WHAT TO DO: Please report the number of lines in the entries below that contain "shared", with nothing added.

Saved entries
......
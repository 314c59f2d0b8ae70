//! Line classification for a single file.
//!
//! A [`Classifier`] makes one forward pass over a file and decides for each
//! line whether it is blank, comment, or code. The only state carried from
//! one line to the next is the open multi-line comment span: a depth that
//! is 0 or 1 for most languages, and may go deeper for languages whose block
//! comments nest.
//!
//! Per trimmed line, in order:
//!
//! 1. inside a span: comment; the span closes if the end marker appears
//! 2. empty: blank
//! 3. starts with the block start marker: comment; opens a span unless the
//!    rest of the line already holds the end marker
//! 4. starts with the line comment marker: comment
//! 5. otherwise: code
//!
//! Markers are only recognised at the start of a line (or, for the end
//! marker, anywhere inside a span), so a marker that appears inside a string
//! on a code line never opens a span. Text after a closing marker does not
//! make the line code: telling `*/ foo();` apart needs a real lexer.

use std::fs::File;
use std::io::{BufRead, BufReader, Read};
use std::path::Path;

use crate::error::LoccError;
use crate::language::{extension_of, BlockComment, Language};
use crate::stats::{FileStats, LineKind, Locs};
use crate::Result;

/// Counts the lines of one file. Owned by whichever worker is processing it.
pub struct Classifier<'a, R: Read> {
    reader: BufReader<R>,
    language: &'a Language,
    span: Span,
}

impl<'a> Classifier<'a, File> {
    /// Open a file for classification.
    pub fn new(path: impl AsRef<Path>, language: &'a Language) -> Result<Self> {
        let path = path.as_ref();
        let file = File::open(path).map_err(|e| LoccError::FileRead {
            path: path.to_path_buf(),
            source: e,
        })?;
        Ok(Self::from_reader(file, language))
    }
}

impl<'a, R: Read> Classifier<'a, R> {
    /// Classify any reader. Useful for testing without actual files.
    pub fn from_reader(reader: R, language: &'a Language) -> Self {
        Self {
            reader: BufReader::new(reader),
            language,
            span: Span::default(),
        }
    }

    /// Read to the end and return the line counts.
    ///
    /// Lines end at `\n`; an unterminated last line still counts and an empty
    /// input has no lines. Invalid UTF-8 is decoded lossily.
    pub fn classify(mut self) -> std::io::Result<Locs> {
        let mut locs = Locs::new();
        let mut buf = Vec::new();
        loop {
            buf.clear();
            if self.reader.read_until(b'\n', &mut buf)? == 0 {
                break;
            }
            let line = String::from_utf8_lossy(&buf);
            let kind = self.classify_line(line.trim());
            locs.record(kind);
        }
        Ok(locs)
    }

    fn classify_line(&mut self, line: &str) -> LineKind {
        let language = self.language;

        if self.span.is_open() {
            if let Some(block) = &language.block_comment {
                self.span.scan(line, block, language.nested);
            }
            return LineKind::Comment;
        }

        if line.is_empty() {
            return LineKind::Blank;
        }
        if language.is_plain() {
            return LineKind::Code;
        }

        if let Some(block) = &language.block_comment {
            if let Some(rest) = line.strip_prefix(block.start.as_str()) {
                self.span.open(rest, block, language.nested);
                return LineKind::Comment;
            }
        }

        if let Some(marker) = &language.line_comment {
            if line.starts_with(marker.as_str()) {
                return LineKind::Comment;
            }
        }

        LineKind::Code
    }
}

/// Open multi-line comment span. Depth 0 means not in a comment.
#[derive(Debug, Default)]
struct Span {
    depth: usize,
}

impl Span {
    fn is_open(&self) -> bool {
        self.depth > 0
    }

    /// Enter a span; `rest` is the text after the start marker.
    fn open(&mut self, rest: &str, block: &BlockComment, nested: bool) {
        self.depth = 1;
        self.scan(rest, block, nested);
    }

    /// Account for markers in `text`, which lies inside the span.
    fn scan(&mut self, text: &str, block: &BlockComment, nested: bool) {
        if !nested {
            if text.contains(block.end.as_str()) {
                self.depth = 0;
            }
            return;
        }

        let mut rest = text;
        while self.depth > 0 && !rest.is_empty() {
            if let Some(after) = rest.strip_prefix(block.end.as_str()) {
                self.depth -= 1;
                rest = after;
            } else if let Some(after) = rest.strip_prefix(block.start.as_str()) {
                self.depth += 1;
                rest = after;
            } else {
                let mut chars = rest.chars();
                chars.next();
                rest = chars.as_str();
            }
        }
    }
}

/// Classify a file. `None` counts it generically: blank or code, no comments.
///
/// # Example
///
/// ```rust,ignore
/// use locclib::{classify_file, LanguageRegistry};
///
/// let registry = LanguageRegistry::builtin();
/// let stats = classify_file("src/main.go", registry.resolve_by_extension("go"))?;
/// println!("code: {}", stats.stats.code);
/// ```
pub fn classify_file(path: impl AsRef<Path>, language: Option<&Language>) -> Result<FileStats> {
    let path = path.as_ref();
    let extension = extension_of(path).unwrap_or("").to_lowercase();
    match language {
        Some(language) => classify_as(path, extension, language),
        None => classify_as(path, extension, &Language::generic()),
    }
}

/// Classify a file as `language`, recording `extension` on the result.
pub(crate) fn classify_as(path: &Path, extension: String, language: &Language) -> Result<FileStats> {
    let locs = Classifier::new(path, language)?
        .classify()
        .map_err(|e| LoccError::FileRead {
            path: path.to_path_buf(),
            source: e,
        })?;
    Ok(FileStats::new(path, language.name.as_str(), extension, locs))
}

#[cfg(test)]
mod tests {
    use super::*;
    use crate::language::LanguageRegistry;
    use std::fs;
    use tempfile::tempdir;

    fn c_like() -> Language {
        Language::new("C", &["c"]).line("//").block("/*", "*/")
    }

    fn nested_like() -> Language {
        Language::new("Rust", &["rs"]).line("//").block("/*", "*/").nested()
    }

    fn stats(content: &str, language: &Language) -> Locs {
        let locs = Classifier::from_reader(content.as_bytes(), language)
            .classify()
            .unwrap();
        assert!(locs.is_consistent(), "inconsistent counts: {locs:?}");
        locs
    }

    fn builtin(ext: &str) -> Language {
        LanguageRegistry::builtin()
            .resolve_by_extension(ext)
            .unwrap()
            .clone()
    }

    #[test]
    fn empty_file() {
        let locs = stats("", &c_like());
        assert_eq!(locs, Locs::new());
    }

    #[test]
    fn plain_language_ignores_comment_markers() {
        let plain = Language::new("Text", &["txt"]);
        let locs = stats("// not a comment\n/* nor this */\n\nwords\n", &plain);
        assert_eq!(locs.code, 3);
        assert_eq!(locs.comment, 0);
        assert_eq!(locs.blank, 1);
    }

    #[test]
    fn mixed_comment_styles() {
        let locs = stats("// c\n/* c */\nint x = 1;\n\n", &c_like());
        assert_eq!(locs.comment, 2);
        assert_eq!(locs.code, 1);
        assert_eq!(locs.blank, 1);
        assert_eq!(locs.total, 4);
    }

    #[test]
    fn generic_counting() {
        let locs = stats("a\n\nb\n", &Language::generic());
        assert_eq!(locs.blank, 1);
        assert_eq!(locs.code, 2);
        assert_eq!(locs.comment, 0);
        assert_eq!(locs.total, 3);
    }

    #[test]
    fn generic_ignores_comment_markers() {
        let locs = stats("// not a comment\n/* nor this */\n# nor this\n", &Language::generic());
        assert_eq!(locs.code, 3);
        assert_eq!(locs.comment, 0);
    }

    #[test]
    fn unterminated_last_line_counts() {
        let locs = stats("a\nb", &c_like());
        assert_eq!(locs.code, 2);
        assert_eq!(locs.total, 2);
    }

    #[test]
    fn lone_newline_is_one_blank_line() {
        let locs = stats("\n", &c_like());
        assert_eq!(locs.blank, 1);
        assert_eq!(locs.total, 1);
    }

    #[test]
    fn whitespace_only_lines_are_blank() {
        let locs = stats("\n\n   \n\t\n", &c_like());
        assert_eq!(locs.blank, 4);
        assert_eq!(locs.total, 4);
    }

    #[test]
    fn crlf_line_endings() {
        let locs = stats("int a;\r\n\r\n// c\r\n", &c_like());
        assert_eq!(locs.code, 1);
        assert_eq!(locs.blank, 1);
        assert_eq!(locs.comment, 1);
    }

    #[test]
    fn multiline_block() {
        let content = "/*\n\ncomment\n*/\ncode();\n";
        let locs = stats(content, &c_like());
        // the blank line inside the span is a comment line
        assert_eq!(locs.comment, 4);
        assert_eq!(locs.code, 1);
        assert_eq!(locs.blank, 0);
    }

    #[test]
    fn code_after_closing_marker_is_comment() {
        let locs = stats("/* a\nb */ int x;\nint y;\n", &c_like());
        assert_eq!(locs.comment, 2);
        assert_eq!(locs.code, 1);
    }

    #[test]
    fn block_marker_after_code_does_not_open_span() {
        let locs = stats("int x; /* trailing\nint y;\n", &c_like());
        assert_eq!(locs.code, 2);
        assert_eq!(locs.comment, 0);
    }

    #[test]
    fn marker_inside_string_on_code_line() {
        let locs = stats("let s = \"/* not a comment\";\nlet a = 1;\n", &c_like());
        assert_eq!(locs.code, 2);
        assert_eq!(locs.comment, 0);
    }

    #[test]
    fn go_file() {
        let content = r#"package main

// This is a comment
import "fmt"

/*
Multi-line comment
*/
func main() {
	fmt.Println("Hello")
}
"#;
        let locs = stats(content, &builtin("go"));
        assert_eq!(locs.blank, 2);
        assert_eq!(locs.comment, 4);
        assert_eq!(locs.code, 5);
        assert_eq!(locs.total, 11);
    }

    #[test]
    fn python_file() {
        let content = "# This is a comment\ndef hello():\n    print(\"Hello\")\n\n# Another comment\n";
        let locs = stats(content, &builtin("py"));
        assert_eq!(locs.blank, 1);
        assert_eq!(locs.comment, 2);
        assert_eq!(locs.code, 2);
        assert_eq!(locs.total, 5);
    }

    #[test]
    fn python_docstrings_share_markers() {
        let python = builtin("py");

        let one_line = stats("\"\"\"Module doc.\"\"\"\nx = 1\n", &python);
        assert_eq!(one_line.comment, 1);
        assert_eq!(one_line.code, 1);

        let spanning = stats("\"\"\"\nDoc\n\"\"\"\nx = 1\n", &python);
        assert_eq!(spanning.comment, 3);
        assert_eq!(spanning.code, 1);
    }

    #[test]
    fn javascript_file() {
        let content = "// Single line comment\nconst x = 1;\n/* Multi-line\n   comment */\nconsole.log(x);\n";
        let locs = stats(content, &builtin("js"));
        assert_eq!(locs.blank, 0);
        assert_eq!(locs.comment, 3);
        assert_eq!(locs.code, 2);
        assert_eq!(locs.total, 5);
    }

    #[test]
    fn html_file() {
        let content = "<!DOCTYPE html>\n<html>\n<!-- This is a comment -->\n<body>\n</body>\n</html>\n";
        let locs = stats(content, &builtin("html"));
        assert_eq!(locs.comment, 1);
        assert_eq!(locs.code, 5);
        assert_eq!(locs.total, 6);
    }

    #[test]
    fn yaml_file() {
        let content = "# Configuration file\nname: test\n# Another comment\nvalue: 123\n";
        let locs = stats(content, &builtin("yaml"));
        assert_eq!(locs.comment, 2);
        assert_eq!(locs.code, 2);
        assert_eq!(locs.total, 4);
    }

    #[test]
    fn shell_script() {
        let content = "#!/bin/bash\n# This is a comment\necho \"Hello\"\n\n# Another comment\nexit 0\n";
        let locs = stats(content, &builtin("sh"));
        assert_eq!(locs.blank, 1);
        assert_eq!(locs.comment, 3);
        assert_eq!(locs.code, 2);
        assert_eq!(locs.total, 6);
    }

    #[test]
    fn lua_block_wins_over_line_marker() {
        let content = "--[[\nblock\n]]\n-- line\nprint(1)\n";
        let locs = stats(content, &builtin("lua"));
        assert_eq!(locs.comment, 4);
        assert_eq!(locs.code, 1);
    }

    #[test]
    fn plain_language_has_no_comments() {
        let locs = stats("{\n  \"a\": 1\n}\n\n", &builtin("json"));
        assert_eq!(locs.code, 3);
        assert_eq!(locs.blank, 1);
        assert_eq!(locs.comment, 0);
    }

    #[test]
    fn flat_block_closes_at_first_end_marker() {
        // without nesting the inner start marker is just text
        let locs = stats("/* outer\n/* inner */\ncode();\n", &c_like());
        assert_eq!(locs.comment, 2);
        assert_eq!(locs.code, 1);
    }

    #[test]
    fn nested_block_tracks_depth() {
        let content = "/* outer\n/* inner */\nstill comment\n*/\ncode();\n";
        let locs = stats(content, &nested_like());
        assert_eq!(locs.comment, 4);
        assert_eq!(locs.code, 1);
    }

    #[test]
    fn nested_block_opened_and_closed_on_one_line() {
        let locs = stats("/* a /* b */ c */\ncode();\n", &nested_like());
        assert_eq!(locs.comment, 1);
        assert_eq!(locs.code, 1);
    }

    #[test]
    fn nested_block_multiple_markers_per_line() {
        let content = "/*\n/* /* */\n*/ still open\n*/\nx\n";
        let locs = stats(content, &nested_like());
        assert_eq!(locs.comment, 4);
        assert_eq!(locs.code, 1);
    }

    #[test]
    fn idempotent() {
        let content = "/* a\nb */\n\nint main() {}\n// end\n";
        let lang = c_like();
        assert_eq!(stats(content, &lang), stats(content, &lang));
    }

    #[test]
    fn invalid_utf8_is_counted() {
        let bytes: &[u8] = b"\xff\xfe code\n// \xc3\x28\n";
        let locs = Classifier::from_reader(bytes, &c_like()).classify().unwrap();
        assert_eq!(locs.code, 1);
        assert_eq!(locs.comment, 1);
    }

    #[test]
    fn classify_file_from_disk() {
        let dir = tempdir().unwrap();
        let path = dir.path().join("test.GO");
        fs::write(&path, "package main\n\n// comment\n").unwrap();

        let registry = LanguageRegistry::builtin();
        let stats = classify_file(&path, registry.resolve_by_extension("go")).unwrap();

        assert_eq!(stats.path, path);
        assert_eq!(stats.language, "Go");
        assert_eq!(stats.extension, "go");
        assert_eq!(stats.stats.code, 1);
        assert_eq!(stats.stats.blank, 1);
        assert_eq!(stats.stats.comment, 1);
    }

    #[test]
    fn classify_file_generic() {
        let dir = tempdir().unwrap();
        let path = dir.path().join("test.txt");
        fs::write(&path, "line 1\nline 2\n\nline 4\n").unwrap();

        let stats = classify_file(&path, None).unwrap();
        assert_eq!(stats.language, "Unknown");
        assert_eq!(stats.stats.blank, 1);
        assert_eq!(stats.stats.code, 3);
        assert_eq!(stats.stats.total, 4);
    }

    #[test]
    fn classify_missing_file() {
        let err = classify_file("/nonexistent/file.go", Some(&c_like())).unwrap_err();
        assert!(matches!(err, LoccError::FileRead { .. }));
        assert!(!err.is_configuration());
    }
}
use sift_core::scan::build_with_report;
use sift_core::tokenizer::tokenize;
use sift_core::{build, search, CancellationToken, EngineError, Loader, LoaderRegistry, SearchConfig, Token};
use std::fs;
use std::path::Path;
use std::sync::Arc;
use tempfile::tempdir;

fn write(dir: &Path, name: &str, body: &str) {
    if let Some(parent) = dir.join(name).parent() {
        fs::create_dir_all(parent).unwrap();
    }
    fs::write(dir.join(name), body).unwrap();
}

#[test]
fn builds_and_ranks_directory() {
    let dir = tempdir().unwrap();
    write(dir.path(), "a.txt", "cat sat");
    write(dir.path(), "b.txt", "cqt sat");
    write(dir.path(), "c.txt", "dog ran");

    let corpus = build(dir.path(), &LoaderRegistry::standard(), &CancellationToken::new()).unwrap();
    assert_eq!(corpus.num_documents(), 3);

    let result = search(&corpus, "cat", &SearchConfig::default(), &CancellationToken::new()).unwrap();
    assert_eq!(result.items[0].title, "a.txt");
    assert_eq!(result.items[0].score, 1.0);
    assert!(result.items.iter().any(|i| i.title == "b.txt"));
    assert!(result.items.iter().all(|i| i.title != "c.txt"));
    assert_eq!(result.suggestion.as_deref(), Some("cqt"));
    assert!(result.items[0].snippet.contains("cat"));
}

#[test]
fn skips_unsupported_and_nested_files() {
    let dir = tempdir().unwrap();
    write(dir.path(), "notes.md", "rust ownership borrowing");
    write(dir.path(), "nested/deeper/guide.txt", "rust lifetimes explained");
    write(dir.path(), "image.png", "not really an image");
    write(dir.path(), "other.txt", "python generators");

    let (corpus, report) = build_with_report(dir.path(), &LoaderRegistry::standard(), &CancellationToken::new()).unwrap();
    assert_eq!(report.indexed, 3);
    assert_eq!(report.unsupported, 1);

    let result = search(&corpus, "lifetimes", &SearchConfig::default(), &CancellationToken::new()).unwrap();
    assert_eq!(result.items.len(), 1);
    assert_eq!(result.items[0].title, "guide.txt");
}

#[test]
fn many_files_index_concurrently() {
    let dir = tempdir().unwrap();
    for i in 0..64 {
        write(dir.path(), &format!("doc{i:02}.txt"), &format!("shared marker{i} filler{}", i % 4));
    }
    let corpus = build(dir.path(), &LoaderRegistry::standard(), &CancellationToken::new()).unwrap();
    assert_eq!(corpus.num_documents(), 64);
    // present everywhere, pruned as carrying no signal
    assert!(corpus.entry("shared").is_none());
    let marker = corpus.entry("marker7").unwrap();
    assert_eq!(marker.occurrences, 1);
    assert_eq!(marker.documents_containing(), 1);

    // neighbors like marker17 are one edit away, so require the exact term
    let result = search(&corpus, "^marker7", &SearchConfig::default(), &CancellationToken::new()).unwrap();
    assert_eq!(result.items.len(), 1);
    assert_eq!(result.items[0].title, "doc07.txt");
}

#[test]
fn cancelled_build_publishes_nothing() {
    let dir = tempdir().unwrap();
    write(dir.path(), "a.txt", "alpha");
    let cancel = CancellationToken::new();
    cancel.cancel();
    let err = build(dir.path(), &LoaderRegistry::standard(), &cancel).unwrap_err();
    assert!(matches!(err, EngineError::Cancelled));
}

/// Reads fine, then cancels the build it is part of.
struct CancellingLoader;

impl Loader for CancellingLoader {
    fn tokens(&self, cancel: &CancellationToken) -> sift_core::Result<Vec<Token>> {
        cancel.cancel();
        Ok(tokenize("stop here"))
    }

    fn snippet(&self, _offset: u64, _term_len: usize, _fallback_width: usize) -> sift_core::Result<String> {
        Ok(String::new())
    }
}

fn cancelling_loader(_: &Path) -> Arc<dyn Loader> {
    Arc::new(CancellingLoader)
}

#[test]
fn build_cancelled_midway_publishes_nothing() {
    let dir = tempdir().unwrap();
    for i in 0..16 {
        write(dir.path(), &format!("doc{i:02}.txt"), "plain words");
    }
    write(dir.path(), "halt.stop", "ignored");
    let mut registry = LoaderRegistry::standard();
    registry.register("text/x-stop", cancelling_loader).map_extension("stop", "text/x-stop");

    let cancel = CancellationToken::new();
    let err = build(dir.path(), &registry, &cancel).unwrap_err();
    assert!(matches!(err, EngineError::Cancelled));
    assert!(cancel.is_cancelled());
}

#[test]
fn single_document_directory_yields_nothing() {
    let dir = tempdir().unwrap();
    write(dir.path(), "only.txt", "alpha beta gamma");
    let corpus = build(dir.path(), &LoaderRegistry::standard(), &CancellationToken::new()).unwrap();
    assert_eq!(corpus.num_documents(), 1);
    assert_eq!(corpus.num_terms(), 0);

    let result = search(&corpus, "alpha", &SearchConfig::default(), &CancellationToken::new()).unwrap();
    assert!(result.is_empty());
    assert_eq!(result.suggestion, None);
}

#[test]
fn operators_end_to_end() {
    let dir = tempdir().unwrap();
    write(dir.path(), "1.txt", "fresh apple pie recipe");
    write(dir.path(), "2.txt", "apple orchard tour");
    write(dir.path(), "3.txt", "cherry pie recipe");
    write(dir.path(), "4.txt", "weather report");
    let corpus = build(dir.path(), &LoaderRegistry::standard(), &CancellationToken::new()).unwrap();
    let cfg = SearchConfig::default();
    let cancel = CancellationToken::new();

    let must = search(&corpus, "pie ^apple", &cfg, &cancel).unwrap();
    let titles: Vec<&str> = must.items.iter().map(|i| i.title.as_str()).collect();
    assert!(titles.contains(&"1.txt"));
    assert!(!titles.contains(&"3.txt"));

    let not = search(&corpus, "pie !apple", &cfg, &cancel).unwrap();
    let titles: Vec<&str> = not.items.iter().map(|i| i.title.as_str()).collect();
    assert!(titles.contains(&"3.txt"));
    assert!(!titles.contains(&"1.txt"));
}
......
TASK OUTPUT: 2